Home Fires PS Publishing Jacket
PS Publishing
Limited Edition
Home Fires Tor Hardcover Jacket
Tor Hardcover
  • First publication by Tor Books (hardcover), 18 January 2011; jacket design by Jamie Stafford-Hill (ship photograph by Brandon Herman/Photolibrary/Corbis)
  • Limited edition jacketed hardcover and traycased hardcover by PS Publishing (Subterranean Press US distributor),
    January 2011; jacket painting by David Gentry

Analysis

Summary

Complete plot summary -- SPOILERS

Comments

  • The title is probably from this popular WWI song, written in 1914:
    Keep the Home Fires Burning,
    While your hearts are yearning,
    Though your lads are far away
    They dream of home.
    There's a silver lining
    Through the dark clouds shining,
    Turn the dark cloud inside out
    'Til the boys come home.
  • Meanings of names
    • Coleman Baum -- the last name is most likely a reference to Lyman Frank Baum, author of The Wizard of Oz. (On the Coleman/Lyman connection, artificial coal can be made from sulfite lye.)
    • Boswash, NAU, where Skip lives, is the colloquial name for the Boston-Washington megalopolis of the obviously fictional North American Union.
  • The book opens on day 178 of the year (Chelle is due to return "this coming Saturday" on day 180), and it's snowing outside in Boswash. In the Gregorian calendar day 180 equates to June 29th. The NAU goes by a different calendar system based on 100-day periods and 400-day years. See other cultural differences.

Interpretations

Venus on Half Chelle -- SPOILERS
Cultural Differences -- SPOILERS

Unresolved Questions

  • Who shot Skip in the head when he tried to rescue Chelle?
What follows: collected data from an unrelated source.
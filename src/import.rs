//! Catalog seeding from a JSON file.
//!
//! The file holds an array of media records:
//!
//! ```json
//! [
//!   {
//!     "title": "The Cat Who Could Read Backwards",
//!     "creator": "Lilian Jackson Braun",
//!     "mediaType": "book",
//!     "mediaFormat": "print",
//!     "genre": "Mystery",
//!     "publishedAt": "1966-01-01"
//!   }
//! ]
//! ```
//!
//! Records without an `id` get a fresh UUID v4. Importing the same ids
//! again updates the rows in place. `publishedAt` accepts `YYYY-MM-DD`
//! or RFC 3339 and is stored as `YYYY-MM-DD` so rows sort by text.

use std::path::Path;

use anyhow::{bail, Context, Result};
use chrono::{DateTime, NaiveDate};
use serde::Deserialize;
use serde_json::Value;
use tracing::info;
use uuid::Uuid;

use shelfwise_core::models::{MediaFormat, MediaRow, MediaType};

use crate::config::Config;
use crate::db;
use crate::migrate::apply_schema;
use crate::sqlite_catalog::SqliteCatalog;

#[derive(Debug, Clone, Deserialize)]
#[serde(rename_all = "camelCase")]
pub struct ImportRecord {
    #[serde(default)]
    pub id: Option<String>,
    pub title: String,
    pub creator: String,
    pub media_type: String,
    pub media_format: String,
    #[serde(default)]
    pub genre: Option<String>,
    #[serde(default)]
    pub subject: Option<String>,
    #[serde(default)]
    pub description: Option<String>,
    #[serde(default)]
    pub cover_url: Option<String>,
    #[serde(default)]
    pub published_at: Option<String>,
    #[serde(default)]
    pub metadata: Option<Value>,
}

impl ImportRecord {
    /// Validate against the allow-lists and assign an id if missing.
    pub fn into_row(self) -> Result<MediaRow> {
        if self.title.trim().is_empty() {
            bail!("record has an empty title");
        }
        let media_type = self.media_type.trim().to_lowercase();
        if MediaType::parse(&media_type).is_none() {
            bail!("'{}': unknown mediaType '{}'", self.title, self.media_type);
        }
        let media_format = self.media_format.trim().to_lowercase();
        if MediaFormat::parse(&media_format).is_none() {
            bail!("'{}': unknown mediaFormat '{}'", self.title, self.media_format);
        }
        if let Some(metadata) = &self.metadata {
            if !metadata.is_object() {
                bail!("'{}': metadata must be a JSON object", self.title);
            }
        }

        let published_at = self
            .published_at
            .as_deref()
            .map(str::trim)
            .filter(|d| !d.is_empty())
            .map(|d| normalize_date(d).with_context(|| format!("'{}': bad publishedAt", self.title)))
            .transpose()?;

        let id = self
            .id
            .filter(|id| !id.trim().is_empty())
            .unwrap_or_else(|| Uuid::new_v4().to_string());

        Ok(MediaRow {
            id,
            title: self.title,
            creator: self.creator,
            media_type,
            media_format,
            genre: self.genre,
            subject: self.subject,
            description: self.description,
            cover_url: self.cover_url,
            published_at,
            metadata: self.metadata,
        })
    }
}

fn normalize_date(value: &str) -> Result<String> {
    if let Ok(date) = NaiveDate::parse_from_str(value, "%Y-%m-%d") {
        return Ok(date.format("%Y-%m-%d").to_string());
    }
    let parsed = DateTime::parse_from_rfc3339(value)
        .with_context(|| format!("'{}' is neither YYYY-MM-DD nor RFC 3339", value))?;
    Ok(parsed.date_naive().format("%Y-%m-%d").to_string())
}

pub fn parse_records(json: &str) -> Result<Vec<MediaRow>> {
    let records: Vec<ImportRecord> =
        serde_json::from_str(json).context("Import file must be a JSON array of media records")?;
    records
        .into_iter()
        .enumerate()
        .map(|(i, record)| record.into_row().with_context(|| format!("record {}", i)))
        .collect()
}

pub async fn import_rows(catalog: &SqliteCatalog, rows: &[MediaRow]) -> Result<usize> {
    for row in rows {
        catalog.upsert(row).await?;
    }
    Ok(rows.len())
}

/// Entry point for `shelfwise import <file>`.
pub async fn run_import(config: &Config, path: &Path) -> Result<()> {
    let content = std::fs::read_to_string(path)
        .with_context(|| format!("Failed to read import file: {}", path.display()))?;
    let rows = parse_records(&content)?;

    let pool = db::connect(config).await?;
    apply_schema(&pool).await?;
    let catalog = SqliteCatalog::new(pool.clone());
    let imported = import_rows(&catalog, &rows).await?;
    let total = catalog.count().await?;
    pool.close().await;

    info!(imported, total, file = %path.display(), "catalog import finished");
    println!("Imported {} records ({} in catalog).", imported, total);
    Ok(())
}

#[cfg(test)]
mod tests {
    use super::*;
    use sqlx::sqlite::SqlitePoolOptions;

    #[test]
    fn assigns_uuid_when_id_missing() {
        let rows = parse_records(
            r#"[{"title":"Dune","creator":"Frank Herbert","mediaType":"Book","mediaFormat":"ebook"}]"#,
        )
        .unwrap();
        assert_eq!(rows.len(), 1);
        assert!(Uuid::parse_str(&rows[0].id).is_ok());
        assert_eq!(rows[0].media_type, "book");
    }

    #[test]
    fn rejects_unknown_format() {
        let err = parse_records(
            r#"[{"id":"x","title":"Dune","creator":"F","mediaType":"book","mediaFormat":"scroll"}]"#,
        )
        .unwrap_err();
        assert!(format!("{:#}", err).contains("unknown mediaFormat"));
    }

    #[test]
    fn normalizes_publication_dates() {
        let rows = parse_records(
            r#"[
                {"id":"a","title":"A","creator":"X","mediaType":"book","mediaFormat":"print","publishedAt":"2019-03-01T10:00:00Z"},
                {"id":"b","title":"B","creator":"X","mediaType":"book","mediaFormat":"print","publishedAt":" "}
            ]"#,
        )
        .unwrap();
        assert_eq!(rows[0].published_at.as_deref(), Some("2019-03-01"));
        assert_eq!(rows[1].published_at, None);

        let err = parse_records(
            r#"[{"id":"c","title":"C","creator":"X","mediaType":"book","mediaFormat":"print","publishedAt":"March 2019"}]"#,
        )
        .unwrap_err();
        assert!(format!("{:#}", err).contains("bad publishedAt"));
    }

    #[test]
    fn rejects_non_array() {
        assert!(parse_records(r#"{"title":"Dune"}"#).is_err());
    }

    #[tokio::test]
    async fn reimport_updates_in_place() {
        let pool = SqlitePoolOptions::new()
            .max_connections(1)
            .connect("sqlite::memory:")
            .await
            .unwrap();
        apply_schema(&pool).await.unwrap();
        let catalog = SqliteCatalog::new(pool);

        let first = parse_records(
            r#"[{"id":"m1","title":"Dune","creator":"F","mediaType":"book","mediaFormat":"print"}]"#,
        )
        .unwrap();
        let second = parse_records(
            r#"[{"id":"m1","title":"Dune Messiah","creator":"F","mediaType":"book","mediaFormat":"print"}]"#,
        )
        .unwrap();
        import_rows(&catalog, &first).await.unwrap();
        import_rows(&catalog, &second).await.unwrap();
        assert_eq!(catalog.count().await.unwrap(), 1);
    }
}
Skip seems to think it was Charles, but Susan won't tell him (and probably isn't a very good shot herself) and Rick Johnson makes an odd comment about Chelle having "a guilty conscience."
  • Skip thinks part of Jane Sims's brain was transplanted to Chelle, but Chelle maintains that the only part of Jane Sims she got was her arm. Who's right? If Chelle is right, is Chelle haunted (refer to statements made by the Voodoo priestess), faking (perhaps on a secret mission concocted by her father to reveal spies), or suffering from PTSD-induced multiple personality disorder?

Blurbs

  • From Macmillan:
    Gene Wolfe takes us to a future North America at once familiar and utterly strange. A young man and woman, Skip and Chelle, fall in love in college and marry, but she is enlisted in the military, there is a war on, and she must serve her tour of duty before they can settle down. But the military is fighting a war with aliens in distant solar systems, and her months in the service will be years in relative time on Earth. Chelle returns to recuperate from severe injuries, after months of service, still a young woman but not necessarily the same person—while Skip is in his forties and a wealthy businessman, but eager for her return.

    Still in love (somewhat to his surprise and delight), they go on a Caribbean cruise to resume their marriage. Their vacation rapidly becomes a complex series of challenges, not the least of which are spies, aliens, and battles with pirates who capture the ship for ransom. There is no writer in SF like Gene Wolfe and no SF novel like Home Fires.